Some advice given to me by Agents who requested:

1) Take your time! Do not send the MS right away if it is not squeaky shiny! It's hard not to just flood all of the agents that request, but it's kind of like being considerate that they want your best because you'd want their best if they were your agent. I went to the conference thinking "this is it." But I'll still give it read overs before I hit the send button.

2) Make sure you put in some info about the pitch you told them. A query is great, and it's usually longer than a conference pitch. Make sure that your story is what you pitched. And if your query is grossly different than your pitch...maybe reassess (when I think about it, this advice is something to be given before you pitch at all).

3) Be excited! This is happy times! You got requests! At one point I couldn't stop smiling as I spoke to an agent and I apologized about my face (yes, you're allowed to laugh at me). She said it was fine, that she was happy for me too. (Agents are super nice y'all).



Okay, so now we're onto Twitter Pitch contests.

I did #DVPit this week. The wonderful contest put on through Twitter by the Amazing Beth Phelan.

The gist of it was:

#DVpit is a Twitter event created to showcase pitches about and especially by marginalized voices. This includes (but is not limited to): Native peoples and people of color; people living and/or born/raised in underrepresented cultures and countries; disabled persons; people with illness; people on marginalized ends of the socioeconomic, cultural and/or religious spectrum; people identifying as LGBTQIA+; and more.
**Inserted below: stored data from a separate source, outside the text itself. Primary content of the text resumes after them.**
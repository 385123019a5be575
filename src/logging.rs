use std::path::Path;

use anyhow::{Context, Result};
use tracing_appender::non_blocking::WorkerGuard;
use tracing_subscriber::{fmt, layer::SubscriberExt, util::SubscriberInitExt, EnvFilter, Layer};

const LOG_DIR: &str = "logs";

fn env_filter(level: &str) -> EnvFilter {
    // other crates only report warnings
    EnvFilter::try_new(format!("warn,kraken_report={}", level))
        .unwrap_or_else(|_| EnvFilter::new("warn,kraken_report=info"))
}

/// Installs the console logger and, when `log_to_file` is set, a JSON file
/// logger under `logs/`. The returned guard flushes the file on drop and has
/// to live as long as logging is used.
pub(crate) fn init(level: &str, log_to_file: bool) -> Result<Option<WorkerGuard>> {
    let console_layer = fmt::Layer::new()
        .pretty()
        .with_filter(env_filter(level));

    if !log_to_file {
        tracing_subscriber::registry()
            .with(console_layer)
            .try_init()?;
        return Ok(None);
    }

    let log_dir = Path::new(LOG_DIR);
    std::fs::create_dir_all(log_dir)
        .with_context(|| format!("Failed to create log directory {}", log_dir.display()))?;
    let file_name = format!("{}.log", chrono::Local::now().format("%Y-%m-%d_%H-%M-%S"));

    let file_appender = tracing_appender::rolling::never(log_dir, file_name);
    let (non_blocking, guard) = tracing_appender::non_blocking(file_appender);

    let file_layer = fmt::Layer::new()
        .json()
        .with_writer(non_blocking)
        .with_filter(env_filter(level));

    tracing_subscriber::registry()
        .with(console_layer)
        .with(file_layer)
        .try_init()?;

    Ok(Some(guard))
}
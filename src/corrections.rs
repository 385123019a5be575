//! Manual corrections for trades missing from the PDF export.
//!
//! Some historical buys are known not to appear in Kraken's trade history
//! export. They are supplied as a CSV dataset of synthetic buy rows, keyed by
//! pair, and appended to the buy side of that pair before aggregation.

use std::{collections::BTreeMap, io::Read, path::Path};

use anyhow::{bail, Context, Result};
use chrono::NaiveDate;
use rust_decimal::Decimal;
use serde::Deserialize;
use tracing::debug;

use crate::{
    base::{split_pair, ExecutionType, TradeRow, TradeType},
    time::deserialize_display_date,
};

/// CSV header:
/// unique_id,date,pair,trade_type,execution_type,trade_price,transaction_price,transferred_volume,fee
#[derive(Debug, Deserialize)]
struct CorrectionRecord {
    unique_id: String,
    #[serde(deserialize_with = "deserialize_display_date")]
    date: NaiveDate,
    pair: String,
    trade_type: TradeType,
    execution_type: ExecutionType,
    trade_price: Decimal,
    transaction_price: Decimal,
    transferred_volume: Decimal,
    fee: Decimal,
}

impl TryFrom<CorrectionRecord> for TradeRow {
    type Error = anyhow::Error;

    fn try_from(record: CorrectionRecord) -> Result<Self> {
        let Some((token, currency)) = split_pair(&record.pair) else {
            bail!("correction {}: invalid pair '{}'", record.unique_id, record.pair);
        };
        if record.trade_type != TradeType::Buy {
            bail!("correction {}: only Buy rows can be injected", record.unique_id);
        }
        if record.transaction_price.is_sign_negative() || record.fee.is_sign_negative() {
            bail!("correction {}: negative transaction price or fee", record.unique_id);
        }

        Ok(TradeRow {
            token: token.to_owned(),
            currency: currency.to_owned(),
            unique_id: record.unique_id,
            date: record.date,
            pair: record.pair,
            trade_type: record.trade_type,
            execution_type: record.execution_type,
            trade_price: record.trade_price,
            transaction_price: record.transaction_price,
            transferred_volume: record.transferred_volume,
            fee: record.fee,
        })
    }
}

/// Synthetic buy rows per pair.
#[derive(Debug, Default, Clone, PartialEq)]
pub(crate) struct CorrectionTable {
    rows: BTreeMap<String, Vec<TradeRow>>,
}

impl CorrectionTable {
    /// The corrections shipped with the tool.
    pub(crate) fn builtin() -> Result<Self> {
        let data = include_bytes!("data/manual_corrections.csv");
        Self::from_reader(data.as_slice()).context("invalid built-in corrections")
    }

    pub(crate) fn from_csv_path(path: &Path) -> Result<Self> {
        let file = std::fs::File::open(path)
            .with_context(|| format!("Failed to open corrections file {}", path.display()))?;
        Self::from_reader(file).with_context(|| format!("Invalid corrections file {}", path.display()))
    }

    pub(crate) fn from_reader<R: Read>(reader: R) -> Result<Self> {
        let mut rdr = csv::ReaderBuilder::new().trim(csv::Trim::All).from_reader(reader);
        let mut table = CorrectionTable::default();

        for result in rdr.deserialize() {
            let record: CorrectionRecord = result?;
            let row = TradeRow::try_from(record)?;
            table.rows.entry(row.pair.clone()).or_default().push(row);
        }

        Ok(table)
    }

    pub(crate) fn len(&self) -> usize {
        self.rows.values().map(Vec::len).sum()
    }

    pub(crate) fn rows_for(&self, pair: &str) -> &[TradeRow] {
        self.rows.get(pair).map(Vec::as_slice).unwrap_or_default()
    }

    /// Appends the pair's synthetic rows to its buy side.
    pub(crate) fn apply(&self, pair: &str, mut buys: Vec<TradeRow>) -> Vec<TradeRow> {
        let injected = self.rows_for(pair);
        if !injected.is_empty() {
            debug!("Applying {} manual injections for pair: {}", injected.len(), pair);
            buys.extend_from_slice(injected);
        }
        buys
    }
}
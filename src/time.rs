use chrono::NaiveDate;
use serde::{Deserialize, Deserializer};

const PDF_FORMAT: &str = "%Y-%m-%d";
const DISPLAY_FORMAT: &str = "%d/%m/%Y";

pub(crate) fn parse_pdf_date(raw: &str) -> std::result::Result<NaiveDate, chrono::ParseError> {
    NaiveDate::parse_from_str(raw.trim(), PDF_FORMAT)
}

pub(crate) fn parse_display_date(raw: &str) -> std::result::Result<NaiveDate, chrono::ParseError> {
    NaiveDate::parse_from_str(raw.trim(), DISPLAY_FORMAT)
}

pub(crate) fn format_date(date: &NaiveDate) -> String {
    date.format(DISPLAY_FORMAT).to_string()
}

// deserialize function for reading dates in the DD/MM/YYYY display format
pub(crate) fn deserialize_display_date<'de, D: Deserializer<'de>>(d: D) -> std::result::Result<NaiveDate, D::Error> {
    let raw = String::deserialize(d)?;
    parse_display_date(&raw).map_err(serde::de::Error::custom)
}
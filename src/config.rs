use std::{path::PathBuf, time::Duration};

use anyhow::{bail, Result};
use clap::Parser;
use rust_decimal::Decimal;

use crate::{
    market::{MarketConfig, COINGECKO_API_URL, KRAKEN_TICKER_URL},
    metrics::MetricsOptions,
};

#[derive(Debug, Parser)]
#[command(name = "kraken-report", version, about = "Turns a Kraken trade history PDF into a portfolio ROI spreadsheet")]
pub(crate) struct Cli {
    /// Kraken trade history PDF export
    #[arg(env = "KRAKEN_TRADES_PDF", default_value = "downloads/trades.pdf")]
    pub pdf: PathBuf,

    /// Spreadsheet to write
    #[arg(short, long, env = "PARSED_TRADES_EXCEL", default_value = "uploads/kraken_trade_summary.xlsx")]
    pub output: PathBuf,

    /// CSV of synthetic buy rows, replacing the built-in corrections
    #[arg(long, env = "MANUAL_CORRECTIONS_CSV")]
    pub corrections: Option<PathBuf>,

    /// Also export the Asset ROI table as CSV
    #[arg(long, env = "ASSET_ROI_CSV")]
    pub roi_csv: Option<PathBuf>,

    /// Count remaining volume below this fraction of the bought volume as sold (e.g. 0.02)
    #[arg(long, env = "DUST_THRESHOLD")]
    pub dust_threshold: Option<Decimal>,

    /// Only fetch market prices, skip CoinGecko statistics
    #[arg(long, env = "NO_MARKET_STATS")]
    pub no_market_stats: bool,

    /// Do not fetch any market data
    #[arg(long, env = "OFFLINE")]
    pub offline: bool,

    #[arg(long, env = "KRAKEN_API_URL", default_value = KRAKEN_TICKER_URL)]
    pub kraken_api_url: String,

    #[arg(long, env = "COINGECKO_API_URL", default_value = COINGECKO_API_URL)]
    pub coingecko_api_url: String,

    /// Per request timeout
    #[arg(long, env = "HTTP_TIMEOUT_SECS", default_value_t = 10)]
    pub timeout_secs: u64,

    #[arg(long, env = "HTTP_MAX_RETRIES", default_value_t = 3)]
    pub max_retries: u32,

    /// Assets fetched in parallel
    #[arg(long, env = "MARKET_CONCURRENCY", default_value_t = 3)]
    pub concurrency: usize,

    #[arg(long, env = "LOG_LEVEL", default_value = "info")]
    pub log_level: String,

    /// Write JSON logs to logs/<timestamp>.log
    #[arg(long, env = "LOG_TO_FILE")]
    pub log_to_file: bool,
}

/// Everything the pipeline needs, resolved from the command line and
/// environment.
#[derive(Debug, Clone)]
pub(crate) struct Config {
    pub pdf_path: PathBuf,
    pub output_path: PathBuf,
    pub corrections_path: Option<PathBuf>,
    pub roi_csv_path: Option<PathBuf>,
    pub metrics: MetricsOptions,
    /// `None` when running offline
    pub market: Option<MarketConfig>,
}

impl TryFrom<Cli> for Config {
    type Error = anyhow::Error;

    fn try_from(cli: Cli) -> Result<Self> {
        if let Some(threshold) = cli.dust_threshold {
            if threshold.is_sign_negative() || threshold >= Decimal::ONE {
                bail!("dust threshold must be between 0 and 1, got {}", threshold);
            }
        }
        if cli.concurrency == 0 {
            bail!("concurrency must be at least 1");
        }

        let market = (!cli.offline).then(|| MarketConfig {
            kraken_url: cli.kraken_api_url,
            coingecko_url: cli.coingecko_api_url.trim_end_matches('/').to_owned(),
            timeout: Duration::from_secs(cli.timeout_secs),
            max_retries: cli.max_retries,
            concurrency: cli.concurrency,
            fetch_stats: !cli.no_market_stats,
        });

        Ok(Config {
            pdf_path: cli.pdf,
            output_path: cli.output,
            corrections_path: cli.corrections,
            roi_csv_path: cli.roi_csv,
            metrics: MetricsOptions { dust_threshold: cli.dust_threshold },
            market,
        })
    }
}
Can I just say, it was EPIC!

I love that it was for marginalized voices! Loved all of the #ownvoices out there. I would tell everyone who follows this blog to go to Twitter-->search #DVPit-->read the pitches. Because these books are the ones that will be in your bookstore in a few years, and you get the privilege of having a sneak peek!


This is what I learned:

1) Be simple with your Twitter Pitch. If you were simple with your conference pitch, do that times TEN for twitter. You only have 140 characters!

2) community is everything! Signal boost your favorite pitches. Many participants were paying it forward and it was magical to see. Seriously, I love my writer community!

3) It's full of hope! To see these unagented/unpublished authors right now and to KNOW that their books will be published in due time. It just makes you happy warm inside.

4) Take this opportunity to cultivate new relationships. Tweet at people if you like their pitch. Say thank you when they like yours back. And be respectful ALWAYS of the time put into a huge event like this! (Seriously #DVPit trended nationwide, that's epic).

5) Also, know that agents and editors are still professionals, don't ask them weird personal stuff. And when you query keep it as professional as if it was a cold, slush-pile query. 

Seriously! Everyone who did #DVPit was awesome, and everyone who was at #RT16 was epic. Thank you writing world for possibly the best writing week of my life! Kat. Out. 

Suggested Reading:

Zoraida Cordova's NA is awesome!
Obviously be on the lookout for Labyrinth Lost coming out in September 2016

Tiny Pretty Things is a BIG Beautiful Book! (See what I did there?)

I will always post this cover because it is gorgeous! Cindy Pon is an amazing fantasy writer!
Speaking of, her book WANT, set in a futuristic Taipei will come out July 2017. ADD TO YOUR TBR!
Leigh Bardugo and her books need no introduction. If you haven't read this, rectify that.

I'm going to assume you already read Wrath and the Dawn. The Rose and the Dagger comes out in LESS THAN A WEEK!